■ Records to use:
---------------
impl EventBinding for CapturingBinding {
    fn on(&self, target: EventTarget, event_type: &str, handler: BoundHandler) -> EngineResult<HandlerId> {
        let window = self.window.clone();
        let clock = Rc::clone(&self.clock);
        let active = self.active.clone();
        let wrapped = bound_handler(move |event| {
            if let (Some(log), Some(original)) = (active.get(), event.original_mut()) {
                if !original.marker.captured && !original.marker.synthetic {
                    original.marker.captured = true;
                    log_dom_event(&window.upgrade()?, &*clock, &log, original)?;
                }
            }
            handler(event)
        });
        self.inner.on(target, event_type, wrapped)
    }

    fn off(&self, target: EventTarget, event_type: &str, id: HandlerId) -> EngineResult<bool> {
        self.inner.off(target, event_type, id)
    }

    fn trigger(&self, target: EventTarget, event_type: &str) -> EngineResult<()> {
        self.inner.trigger(target, event_type)
    }
}

struct ReplayingBinding {
    inner: Rc<dyn EventBinding>,
}

// Recorded values win over whatever the rebuilt event carries
fn apply_fix_up(event: &mut BoundEvent<'_>) {
    let Some((fields, recorded)) = event.original().and_then(|original| {
        original
            .marker
            .recorded
            .clone()
            .map(|recorded| (original.marker.fix_up.clone(), recorded))
    }) else {
        return;
    };

    for field in fields {
        let Some(value) = recorded.get(&field) else {
            continue;
        };
        if field == "timeStamp" {
            if let Some(millis) = value.as_i64() {
                event.time_stamp = Timestamp::from_millis(millis);
            }
        } else {
            event.set_field(&field, value.clone());
        }
    }
}

impl EventBinding for ReplayingBinding {
    fn on(&self, target: EventTarget, event_type: &str, handler: BoundHandler) -> EngineResult<HandlerId> {
        let wrapped = bound_handler(move |event| {
            apply_fix_up(event);
            handler(event)
        });
        self.inner.on(target, event_type, wrapped)
    }

    fn off(&self, target: EventTarget, event_type: &str, id: HandlerId) -> EngineResult<bool> {
        self.inner.off(target, event_type, id)
    }

    fn trigger(&self, target: EventTarget, event_type: &str) -> EngineResult<()> {
        self.inner.trigger(target, event_type)
    }
}

#[cfg(test)]
mod tests {
    use super::*;
    use crate::plugins::CreateEventPlugin;
    use crate::session::Engine;
    use reprise_core::{CaptureConfig, ReplayConfig};
    use reprise_dom::{EventInit, MouseEventInit, NodeId};
    use reprise_log::Log;
    use serde_json::json;
    use std::cell::RefCell;

    fn plugged(window: &Window) -> Engine {
        let mut engine = Engine::bare(window);
        engine.plug("document-create-event", CreateEventPlugin::new()).unwrap();
        engine.plug(kind::DOM, DomPlugin::new()).unwrap();
        engine
    }

    fn page(window: &Window) -> (NodeId, NodeId) {
        let mut doc = window.document_mut().unwrap();
        let form = doc.create_element("form");
        let field = doc.create_element("input");
        let body = doc.body();
        doc.append_child(body, form).unwrap();
        doc.append_child(form, field).unwrap();
        (form, field)
    }

    fn dom_entries(log: &Log) -> Vec<DomDetails> {
        log.events
            .iter()
            .filter(|e| e.kind == kind::DOM)
            .map(|e| e.details_as().unwrap())
            .collect()
    }

    #[test]
    fn test_event_with_many_handlers_logged_once() {
        let window = Window::default();
        let (form, field) = page(&window);
        let mut engine = plugged(&window);
        engine.capture(CaptureConfig::default()).unwrap();

        let calls = Rc::new(RefCell::new(0));
        for target in [field, field, form] {
            let c = Rc::clone(&calls);
            window
                .binding()
                .on(
                    EventTarget::Element(target),
                    "click",
                    bound_handler(move |_| {
                        *c.borrow_mut() += 1;
                        Ok(())
                    }),
                )
                .unwrap();
        }
        window.click(EventTarget::Element(field)).unwrap();

        assert_eq!(*calls.borrow(), 3);
        let entries = dom_entries(&engine.flush().unwrap());
        assert_eq!(entries.len(), 1);
        assert_eq!(entries[0].interface, "MouseEvent");
        assert_eq!(entries[0].attrs["target"], json!([0, 0, "body"]));
        assert_eq!(entries[0].attrs["type"], "click");
    }

    #[test]
    fn test_trigger_and_synthetic_events_not_logged() {
        let window = Window::default();
        let (_, field) = page(&window);
        let target = EventTarget::Element(field);
        let mut engine = plugged(&window);
        engine.capture(CaptureConfig::default()).unwrap();

        let calls = Rc::new(RefCell::new(0));
        let c = Rc::clone(&calls);
        window
            .binding()
            .on(
                target,
                "click",
                bound_handler(move |_| {
                    *c.borrow_mut() += 1;
                    Ok(())
                }),
            )
            .unwrap();

        window.binding().trigger(target, "click").unwrap();
        let mut synthetic = window.event_factory().create_event("MouseEvent").unwrap();
        synthetic
            .init_mouse_event(
                &EventInit::new("click", true, true),
                &MouseEventInit::default(),
            )
            .unwrap();
        window.dispatch_event(target, &mut synthetic).unwrap();

        assert_eq!(*calls.borrow(), 2);
        assert!(dom_entries(&engine.flush().unwrap()).is_empty());
    }

    #[test]
    fn test_replay_restores_value_and_fix_up() {
        let window = Window::default();
        let (_, field) = page(&window);
        let target = EventTarget::Element(field);
        let mut engine = plugged(&window);
        engine.capture(CaptureConfig::default()).unwrap();
        window
            .binding()
            .on(target, "keydown", bound_handler(|_| Ok(())))
            .unwrap();
        window.document_mut().unwrap().set_value(field, Some("ab".to_string())).unwrap();
        window.run_for(25).unwrap();
        window.key(target, "keydown", 65, 0).unwrap();
        engine.clean_up().unwrap();
        let log = engine.flush().unwrap();
        let recorded_at = dom_entries(&log)[0].attrs["timeStamp"].clone();

        let replay_window = Window::default();
        let (_, replay_field) = page(&replay_window);
        let mut replayer = plugged(&replay_window);
        replayer.replay(log, ReplayConfig::default()).unwrap();
        let seen = Rc::new(RefCell::new(Vec::new()));
        let s = Rc::clone(&seen);
        replay_window
            .binding()
            .on(
                EventTarget::Element(replay_field),
                "keydown",
                bound_handler(move |event| {
                    s.borrow_mut().push((
                        event.field("keyCode").cloned(),
                        event.field("which").cloned(),
                        event.time_stamp.as_millis(),
                    ));
                    Ok(())
                }),
            )
            .unwrap();
        replay_window.run_until_idle().unwrap();

        assert_eq!(
            *seen.borrow(),
            vec![(Some(json!(65)), Some(json!(65)), recorded_at.as_i64().unwrap())]
        );
        assert_eq!(
            replay_window.document().unwrap().value(replay_field),
            Some("ab")
        );
    }

    #[test]
    fn test_handler_from_earlier_session_records_into_current_capture() {
        let window = Window::default();
        let (_, field) = page(&window);
        let target = EventTarget::Element(field);
        let mut engine = plugged(&window);
        engine.capture(CaptureConfig::default()).unwrap();

        let calls = Rc::new(RefCell::new(0));
        let c = Rc::clone(&calls);
        window
            .binding()
            .on(
                target,
                "click",
                bound_handler(move |_| {
                    *c.borrow_mut() += 1;
                    Ok(())
                }),
            )
            .unwrap();
        window.click(target).unwrap();
        engine.clean_up().unwrap();

        window.click(target).unwrap();
        assert_eq!(dom_entries(&engine.flush().unwrap()).len(), 1);

        engine.capture(CaptureConfig::default()).unwrap();
        window.click(target).unwrap();

        assert_eq!(*calls.borrow(), 3);
        let entries = dom_entries(&engine.flush().unwrap());
        assert_eq!(entries.len(), 1);
        assert_eq!(entries[0].attrs["type"], "click");
    }

    #[test]
    fn test_replay_fix_up_reaches_every_handler() {
        let window = Window::default();
        let (form, field) = page(&window);
        let target = EventTarget::Element(field);
        let mut engine = plugged(&window);
        engine.capture(CaptureConfig::default()).unwrap();
        for bound in [field, field, form] {
            window
                .binding()
                .on(EventTarget::Element(bound), "keydown", bound_handler(|_| Ok(())))
                .unwrap();
        }
        window.run_for(40).unwrap();
        window.key(target, "keydown", 13, 0).unwrap();
        engine.clean_up().unwrap();
        let log = engine.flush().unwrap();
        let entries = dom_entries(&log);
        assert_eq!(entries.len(), 1);
        let recorded_at = entries[0].attrs["timeStamp"].as_i64().unwrap();

        let replay_window = Window::default();
        let (replay_form, replay_field) = page(&replay_window);
        let mut replayer = plugged(&replay_window);
        replayer.replay(log, ReplayConfig::default()).unwrap();
        let seen = Rc::new(RefCell::new(Vec::new()));
        for (index, bound) in [replay_field, replay_field, replay_form].into_iter().enumerate() {
            let s = Rc::clone(&seen);
            replay_window
                .binding()
                .on(
                    EventTarget::Element(bound),
                    "keydown",
                    bound_handler(move |event| {
                        s.borrow_mut().push((
                            index,
                            event.field("keyCode").cloned(),
                            event.field("which").cloned(),
                            event.time_stamp.as_millis(),
                        ));
                        Ok(())
                    }),
                )
                .unwrap();
        }
        replay_window.run_until_idle().unwrap();

        let expected: Vec<_> = (0..3)
            .map(|index| (index, Some(json!(13)), Some(json!(13)), recorded_at))
            .collect();
        assert_eq!(*seen.borrow(), expected);
    }

    #[test]
    fn test_unresolvable_target_fails() {
        let window = Window::default();
        let mut engine = plugged(&window);
        let mut log = Log::new();
        log.push_event(
            Entry::with_details(
                kind::DOM,
                Timestamp::zero(),
                &DomDetails {
                    interface: "MouseEvent".to_string(),
                    attrs: json!({"type": "click", "target": [3, "body"]})
                        .as_object()
                        .cloned()
                        .unwrap(),
                    value: None,
                },
            )
            .unwrap(),
        );
        engine.replay(log, ReplayConfig::default()).unwrap();

        let err = window.run_until_idle().unwrap_err();
        assert!(matches!(err, EngineError::Resolution { .. }));
    }
}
---------------
■ Task prompt: Exactly how many lines of the data include the word "keydown"? Reply with that number only.

■ Result of the exercise: 6